Generally, the final model chosen is rather complicated. While its goodness of fit increases compared to the previous models (logistic1 and logistic2), its complexity also increases significantly. Therefore, it would be helpful to find either a model that may be complex but increases the performance by a much more significant share than the final model does now (e.g. AUC of 75% and above) or a model that is very simple but still reaches a similar out-of-sample AUC of around 69%. Potential additions/changes to the model are:

  1. Different features: Adding or changing the features used. While exploring models, we found that dti can also help to improve the model’s performance. Further variables that may improve the model could be installment or perhaps home_ownership or verification_status. Playing around with additional features and different feature combinations from the lc_clean data set as well as introducing/changing further transformations and interaction terms for these variables may further improve the model’s performance.
  2. Additional data: This analysis is only focused on the internal Lending Club data.
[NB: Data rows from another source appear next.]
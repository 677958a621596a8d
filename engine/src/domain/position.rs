//! Open-position entities as reported by the exchange

use super::order::OrderSide;

/// An open position as reported by `ExchangeClient::get_open_positions`
/// (spec §3 "OpenPosition"). `net_quantity` is signed: positive is LONG,
/// negative is SHORT, zero is flat.
#[derive(Debug, Clone, PartialEq)]
pub struct OpenPosition {
    pub symbol: String,
    pub net_quantity: f64,
    pub avg_entry_price: f64,
    pub mark_price: f64,
    pub leverage: f64,
}

impl OpenPosition {
    pub fn is_flat(&self) -> bool {
        self.net_quantity == 0.0
    }

    pub fn is_long(&self) -> bool {
        self.net_quantity > 0.0
    }

    pub fn is_short(&self) -> bool {
        self.net_quantity < 0.0
    }

    /// The side a reduce-only exit order for this position must be on:
    /// Ask to close a LONG, Bid to close a SHORT (spec §4.4 rule 4).
    pub fn closing_side(&self) -> Option<OrderSide> {
        if self.is_long() {
            Some(OrderSide::Ask)
        } else if self.is_short() {
            Some(OrderSide::Bid)
        } else {
            None
        }
    }
}

/// Distinguishes the two kinds of protection order maintained per position
/// (spec §3 "ProtectionOrder").
#[derive(Debug, Clone, Copy, PartialEq, Eq, Hash)]
pub enum ProtectionKind {
    StopLoss,
    TakeProfit,
}

/// A stop-loss is *correctly positioned* iff, for a LONG, its trigger price
/// is strictly below entry; for a SHORT, strictly above (spec §3
/// "ProtectionOrder"). A take-profit is the mirror.
pub fn is_correctly_positioned(kind: ProtectionKind, position: &OpenPosition, trigger_price: f64) -> bool {
    let long = position.is_long();
    match kind {
        ProtectionKind::StopLoss => {
            if long {
                trigger_price < position.avg_entry_price
            } else {
                trigger_price > position.avg_entry_price
            }
        }
        ProtectionKind::TakeProfit => {
            if long {
                trigger_price > position.avg_entry_price
            } else {
                trigger_price < position.avg_entry_price
            }
        }
    }
}
//! AccountCache (C2)
//!
//! One source of truth for `AccountSnapshot` per `(strategy, apiKey)` key
//! ("botKey"). Protects the exchange's private endpoints against per-account
//! rate limits via single-flight coalescing and a global minimum inter-call
//! interval (spec §4.1).

use std::collections::HashMap;
use std::sync::Arc;
use std::time::{Duration, Instant};

use dashmap::DashMap;
use tokio::sync::{Mutex, RwLock};
use tracing::{debug, warn};

use crate::config::EngineConfig;
use crate::domain::{AccountSnapshot, BotConfig, BotKey, Market, MarketType, OrderBookState};
use crate::error::{EngineError, ExchangeError};
use crate::infrastructure::exchange_client::ExchangeClient;

struct CacheEntry {
    snapshot: Arc<AccountSnapshot>,
    fetched_at: Instant,
}

/// Log-dedup bookkeeping: at most one log line per (botKey, error kind)
/// per `log_dedup_window` (spec §4.1 "Refresh errors are log-deduplicated").
struct LogDedup {
    last_logged: RwLock<HashMap<(BotKey, &'static str), Instant>>,
}

impl LogDedup {
    fn new() -> Self {
        Self {
            last_logged: RwLock::new(HashMap::new()),
        }
    }

    /// No entry means "never logged" - modeled as absence from the map
    /// rather than a backdated `Instant`, since subtracting a window from
    /// `Instant::now()` can underflow on a host whose monotonic clock is
    /// younger than the window (e.g. just booted).
    async fn should_log(&self, key: &BotKey, kind: &'static str, window: Duration) -> bool {
        let now = Instant::now();
        let mut map = self.last_logged.write().await;
        match map.get_mut(&(key.clone(), kind)) {
            Some(last) if now.duration_since(*last) < window => false,
            Some(last) => {
                *last = now;
                true
            }
            None => {
                map.insert((key.clone(), kind), now);
                true
            }
        }
    }
}

/// Single-flight, TTL-cached, globally rate-limited gateway in front of the
/// exchange private API, shared by every bot (spec §4.1).
pub struct AccountCache {
    exchange: Arc<dyn ExchangeClient>,
    config: EngineConfig,
    entries: DashMap<BotKey, CacheEntry>,
    /// Per-key single-flight guard: the `Mutex` content is irrelevant, only
    /// its contention matters, mirroring the reference codebase's pattern of
    /// "one lock per thing that must be exclusive".
    in_flight: DashMap<BotKey, Arc<Mutex<()>>>,
    /// `None` until the first API call - avoids backdating to a sentinel
    /// `Instant` far enough in the past to always clear the gate, which
    /// underflows on a host whose monotonic clock is younger than that.
    last_api_call: Arc<Mutex<Option<Instant>>>,
    log_dedup: LogDedup,
}

impl AccountCache {
    pub fn new(exchange: Arc<dyn ExchangeClient>, config: EngineConfig) -> Self {
        Self {
            exchange,
            config,
            entries: DashMap::new(),
            in_flight: DashMap::new(),
            last_api_call: Arc::new(Mutex::new(None)),
            log_dedup: LogDedup::new(),
        }
    }

    /// `get(config) -> AccountSnapshot | error` - returns a snapshot no older
    /// than `round_cache_duration` (spec §4.1 step 1-5).
    pub async fn get(&self, bot: &BotConfig) -> Result<Arc<AccountSnapshot>, EngineError> {
        let key = bot.botkey();

        if let Some(fresh) = self.fresh_entry(&key) {
            return Ok(fresh);
        }

        let lock = self
            .in_flight
            .entry(key.clone())
            .or_insert_with(|| Arc::new(Mutex::new(())))
            .clone();
        let _guard = lock.lock().await;

        // Another caller may have completed the refresh while we waited for
        // the in-flight lock (spec §4.1 step 2 "await that single in-flight
        // task"). Re-check before fetching again.
        if let Some(fresh) = self.fresh_entry(&key) {
            return Ok(fresh);
        }

        match self.refresh(bot, &key).await {
            Ok(snapshot) => Ok(snapshot),
            Err(err) => self.fallback_or_err(&key, err).await,
        }
    }

    /// `forceRefresh(config)` - evicts the entry; next `get` refetches
    /// (spec §4.1).
    pub async fn force_refresh(&self, bot: &BotConfig) -> Result<Arc<AccountSnapshot>, EngineError> {
        self.invalidate(&bot.botkey());
        self.get(bot).await
    }

    /// `invalidate(botKey)` - evicts the entry addressed by key (spec §4.1).
    pub fn invalidate(&self, key: &BotKey) {
        self.entries.remove(key);
    }

    fn fresh_entry(&self, key: &BotKey) -> Option<Arc<AccountSnapshot>> {
        self.entries.get(key).and_then(|entry| {
            if entry.fetched_at.elapsed() < self.config.round_cache_duration() {
                Some(entry.snapshot.clone())
            } else {
                None
            }
        })
    }

    fn stale_entry_within_extended_limit(&self, key: &BotKey) -> Option<Arc<AccountSnapshot>> {
        self.entries.get(key).and_then(|entry| {
            if entry.fetched_at.elapsed() < self.config.extended_cache_limit() {
                Some(entry.snapshot.clone())
            } else {
                None
            }
        })
    }

    async fn enforce_rate_limit(&self) {
        let mut last_call = self.last_api_call.lock().await;
        if let Some(previous) = *last_call {
            let elapsed = previous.elapsed();
            let min_interval = self.config.min_call_interval();
            if elapsed < min_interval {
                let remaining = min_interval - elapsed;
                debug!("[AccountCache] sleeping {:?} to respect min call interval", remaining);
                // Sleep while holding no other lock besides this one - matches
                // the reference codebase's "sleep while holding no other locks"
                // pattern for its rate-limit gate.
                tokio::time::sleep(remaining).await;
            }
        }
        *last_call = Some(Instant::now());
    }

    async fn refresh(&self, bot: &BotConfig, key: &BotKey) -> Result<Arc<AccountSnapshot>, ExchangeError> {
        self.enforce_rate_limit().await;

        let account = self.exchange.get_account(&bot.api_key, &bot.api_secret).await?;
        // Fetched for parity with spec §4.1's refresh sequence; the snapshot
        // derives realCapital/capitalAvailable from `net_equity_available`
        // alone, so the collateral payload itself is intentionally unused.
        let _collateral = self.exchange.get_collateral(&bot.api_key, &bot.api_secret).await?;
        let markets = self.exchange.get_markets().await?;

        let markets = filter_markets(markets, bot);

        let snapshot = Arc::new(AccountSnapshot::new(
            account.net_equity_available,
            account.leverage,
            account.maker_fee,
            markets,
        ));

        self.entries.insert(
            key.clone(),
            CacheEntry {
                snapshot: snapshot.clone(),
                fetched_at: Instant::now(),
            },
        );
        self.in_flight.remove(key);

        Ok(snapshot)
    }

    /// On refresh failure, fall back to the previous cached snapshot provided
    /// it is younger than `extended_cache_limit`; otherwise surface the error
    /// (spec §4.1 "Failure semantics").
    async fn fallback_or_err(&self, key: &BotKey, err: ExchangeError) -> Result<Arc<AccountSnapshot>, EngineError> {
        self.in_flight.remove(key);

        if let Some(stale) = self.stale_entry_within_extended_limit(key) {
            if self.log_dedup.should_log(key, err.kind_name(), self.config.log_dedup_window()).await {
                warn!(
                    "[AccountCache] refresh failed ({}), falling back to stale snapshot: {}",
                    err.kind_name(),
                    err
                );
            }
            return Ok(stale);
        }

        Err(EngineError::Exchange(err))
    }
}

/// Filter markets to `marketType = PERP AND orderBookState = Open`
/// intersected with `authorizedTokens` if set, clamping `decimalPrice > 6`
/// down to 6 (spec §4.1 step 4).
fn filter_markets(markets: Vec<Market>, bot: &BotConfig) -> HashMap<String, Market> {
    markets
        .into_iter()
        .filter(|m| matches!(m.market_type, MarketType::Perp) && matches!(m.order_book_state, OrderBookState::Open))
        .filter(|m| bot.is_authorized(&m.symbol))
        .map(|mut m| {
            m.decimal_price = m.clamped_decimal_price();
            (m.symbol.clone(), m)
        })
        .collect()
}

#[cfg(test)]
mod tests {
    use super::*;
    use crate::testing::mock_exchange::MockExchangeClient;
    use crate::testing::sample_bot_config;
    use std::sync::atomic::Ordering;

    #[tokio::test]
    async fn single_flight_collapses_concurrent_refreshes() {
        let mock = Arc::new(MockExchangeClient::new());
        mock.set_account_call_delay(Duration::from_millis(50));
        let cache = Arc::new(AccountCache::new(mock.clone(), EngineConfig::default()));
        let bot = Arc::new(sample_bot_config());

        let mut handles = Vec::new();
        for _ in 0..8 {
            let cache = cache.clone();
            let bot = bot.clone();
            handles.push(tokio::spawn(async move { cache.get(&bot).await.unwrap() }));
        }
        for h in handles {
            h.await.unwrap();
        }

        assert_eq!(mock.account_calls.load(Ordering::SeqCst), 1);
    }

    #[tokio::test]
    async fn fresh_snapshot_is_served_without_refetching() {
        let mock = Arc::new(MockExchangeClient::new());
        let cache = AccountCache::new(mock.clone(), EngineConfig::default());
        let bot = sample_bot_config();

        cache.get(&bot).await.unwrap();
        cache.get(&bot).await.unwrap();

        assert_eq!(mock.account_calls.load(Ordering::SeqCst), 1);
    }

    #[tokio::test]
    async fn force_refresh_evicts_and_refetches() {
        let mock = Arc::new(MockExchangeClient::new());
        let cache = AccountCache::new(mock.clone(), EngineConfig::default());
        let bot = sample_bot_config();

        cache.get(&bot).await.unwrap();
        cache.force_refresh(&bot).await.unwrap();

        assert_eq!(mock.account_calls.load(Ordering::SeqCst), 2);
    }

    #[tokio::test]
    async fn rate_limit_failure_falls_back_to_stale_snapshot() {
        let mock = Arc::new(MockExchangeClient::new());
        let mut config = EngineConfig::default();
        config.round_cache_duration_secs = 0;
        let cache = AccountCache::new(mock.clone(), config);
        let bot = sample_bot_config();

        cache.get(&bot).await.unwrap();
        mock.fail_next_account_call(ExchangeError::RateLimited("too many requests".to_string()));

        let snapshot = cache.get(&bot).await.unwrap();
        assert!(snapshot.net_equity_available > 0.0);
    }

    #[tokio::test]
    async fn markets_are_filtered_to_authorized_perp_open() {
        let mock = Arc::new(MockExchangeClient::new());
        let cache = AccountCache::new(mock.clone(), EngineConfig::default());
        let mut bot = sample_bot_config();
        bot.authorized_tokens.insert("BTC_USDC_PERP".to_string());

        let snapshot = cache.get(&bot).await.unwrap();
        assert!(snapshot.markets.contains_key("BTC_USDC_PERP"));
        assert!(!snapshot.markets.contains_key("ETH_USDC_PERP"));
    }
}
It may, however, be helpful to take external factors of the macroeconomic environment into account. When exploring different models, we found that both consumer index prices as well as inflation data does not contribute to our model. Nevertheless, other information such as, for example, data on the S&P 500 returns may improve the model’s predictions as it includes external factors from the economy that influence a loan-taker’s ability to fully pay back a loan or not (default or not).
  3. Different methods: Perhaps, using a regularization or using different split shares for our in and out of sample regressions could improve our model further if done correctly.
  4. Standardization: As we use different variables with very different unit scales, we may find that a particular feature dominates the others in the logistic regression as its unit scale is the largest. As an improvement to our model, we could normalize/standardize all variables to the same scale to make them more comparable and use them as equally weighted features in the model.

In our analysis we did not use information about the applicants race or gender. Why is that the case? Should we have done?

We don’t use information on loan applicants race or gender to ensure that our predictions are fair and non-discriminatory. While algorithms like our model here are increasingly used and helpful to make decisions on e.g. how to reduce costs, improve efficiency or enhance customer personalization, they still pose a risk of reinforcing discriminatory behaviour in which certain groups are preferred over other groups based on their race or gender. To not accentuate possible inequalities in a society, we ensure that our model does not reinforce such discriminatory biases but rather provides financial inclusion. Therefore, and to maintain fairness in our predictions, we do not include information on race or gender. This way, our predictions of loan default are not subject to aloan holders’ race or gender, eliminating (illegal) discriminatory biases and providing inclusive and fair results.